Overall sequence diversity is determined by the protein fold Sequence entropy distributions of designed sequences, grouped by structure into folds. The six folds are identified by their PFAM families. The relatively tight clustering of sequence entropies within a fold and the separation of sequence entropy distributions for different folds suggests a) that the diversity of the designed sequence set for a structure is primarily determined by its overall fold and b) that the designability principle postulated from studies of simple models may hold in real proteins.

Designed sequences identify structural homologues accurately The E-value of the most significant hit from each of 264 “reverse BLAST” searches is plotted. Dark grey columns represent predictions that are true structural homologues; light grey columns represent false positives. Our novel “reverse BLAST searching” uses alignments of designed sequences as PSI-BLAST queries against a genome to identify structural templates for structure prediction of gene sequences. 251 of the 264 designed sequence alignments produced hits (against PDB as a test set) with E-values below 10. At a significance level of E<0.01, a commonly used threshold in comparative modeling, all hits were against true structural homologues, with 47% (124/264) coverage.

“Reverse BLAST” identifies more templates for homology modeling Light grey: the number of genes for which structural templates were identified by PSI-BLAST searching against the set of 264 structures in the test set. Dark grey: the number of novel genes for which structural templates were identified by “reverse BLAST” searching using 264 alignments of computationally designed sequences. Reverse BLAST searching identified at least one additional structural template for use in homology modeling (not identified by standard PSI- BLAST) for 41 of 49 genomes. In ten cases, the reverse BLAST method more than doubled the number of structural templates identified.

Conclusions The task of large-scale protein sequence design has been efficiently massively parallelized. Design to a structural ensemble greatly increases the diversity of sequences generated, without loss of sequence quality. Similar structures produce sequence sets of similar diversity, and the distributions of sequence entropies for different folds segregate, supporting the designability postulate seen in simple models. “Reverse BLAST searching” uses designed sequences to accurately identify structural homologues. Reverse BLAST searching allows increased identification of structural templates for homology modeling without the need for natural sequence homologues.
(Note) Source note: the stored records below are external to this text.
// tools/vectorgen/src/config.rs
// Emission parameters for the vector stub listing
// ============================================================================
// Copyright (c) 2025 Cartesian School - Siergej Sobolewski
// SPDX-License-Identifier: BSD-3-Clause

use crate::error::{Error, Result};

pub const DEFAULT_HEADER: &str = "# Generated by vectorgen. Do not edit!";
pub const DEFAULT_ENTRY_SYMBOL: &str = "alltraps";
pub const DEFAULT_STUB_PREFIX: &str = "vector";
pub const DEFAULT_TABLE_SYMBOL: &str = "vectors";
pub const DEFAULT_JUMP: &str = "jmp";
pub const DEFAULT_DATA_SECTION: &str = ".data";
pub const DEFAULT_INDENT: &str = "    ";

/// Assembler spelling for the target's word size. GNU as syntax either way.
#[derive(Clone, Copy, Debug, PartialEq, Eq)]
pub enum Dialect {
    Amd64,
    I386,
}

impl Dialect {
    pub const fn push(self) -> &'static str {
        match self {
            Dialect::Amd64 => "push",
            Dialect::I386 => "pushl",
        }
    }

    /// Pointer-width data directive for the table.
    pub const fn pointer(self) -> &'static str {
        match self {
            Dialect::Amd64 => ".quad",
            Dialect::I386 => ".long",
        }
    }
}

#[derive(Clone, Copy, Debug, PartialEq, Eq)]
pub struct GenConfig {
    pub header: &'static str,
    pub entry_symbol: &'static str,
    pub stub_prefix: &'static str,
    pub table_symbol: &'static str,
    pub push: &'static str,
    pub jump: &'static str,
    pub data_section: &'static str,
    pub pointer: &'static str,
    pub indent: &'static str,
}

impl GenConfig {
    pub const fn default() -> Self {
        Self::for_dialect(Dialect::Amd64)
    }

    pub const fn for_dialect(dialect: Dialect) -> Self {
        Self {
            header: DEFAULT_HEADER,
            entry_symbol: DEFAULT_ENTRY_SYMBOL,
            stub_prefix: DEFAULT_STUB_PREFIX,
            table_symbol: DEFAULT_TABLE_SYMBOL,
            push: dialect.push(),
            jump: DEFAULT_JUMP,
            data_section: DEFAULT_DATA_SECTION,
            pointer: dialect.pointer(),
            indent: DEFAULT_INDENT,
        }
    }

    /// Reject anything that would break the line contract or produce
    /// unassemblable symbols.
    pub fn validate(&self) -> Result<()> {
        check_symbol("entry_symbol", self.entry_symbol)?;
        check_symbol("stub_prefix", self.stub_prefix)?;
        check_symbol("table_symbol", self.table_symbol)?;
        check_directive("push", self.push)?;
        check_directive("jump", self.jump)?;
        check_directive("data_section", self.data_section)?;
        check_directive("pointer", self.pointer)?;

        if !self.header.starts_with('#') || self.header.contains('\n') {
            return Err(Error::InvalidDirective("header"));
        }
        if !self.indent.bytes().all(|b| b == b' ' || b == b'\t') {
            return Err(Error::InvalidDirective("indent"));
        }
        if self.stub_prefix == self.table_symbol || self.entry_symbol == self.table_symbol {
            return Err(Error::InvalidSymbol("table_symbol"));
        }
        Ok(())
    }
}

impl Default for GenConfig {
    fn default() -> Self {
        GenConfig::default()
    }
}

fn check_symbol(field: &'static str, sym: &str) -> Result<()> {
    let mut bytes = sym.bytes();
    let first_ok = matches!(bytes.next(), Some(b) if b.is_ascii_alphabetic() || b == b'_' || b == b'.');
    if !first_ok || !bytes.all(|b| b.is_ascii_alphanumeric() || b == b'_' || b == b'.' || b == b'$') {
        return Err(Error::InvalidSymbol(field));
    }
    Ok(())
}

fn check_directive(field: &'static str, token: &str) -> Result<()> {
    if token.is_empty() || token.bytes().any(|b| b.is_ascii_whitespace() || b.is_ascii_control()) {
        return Err(Error::InvalidDirective(field));
    }
    Ok(())
}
Future Directions Use sequence profiles for specific proteins to generate biased combinatorial libraries for protein synthesis. This will experimentally test the ability of the design algorithm to produce viable sequences. Introduce functional constraints into the design process to produce new sequences which are both stable and functional. Refine methods for generating high sequence diversity for a given structure, allowing more extensive sampling of sequence space. Use computational design to redesign peptide ligands for applications in drug discovery and understanding protein-protein interactions.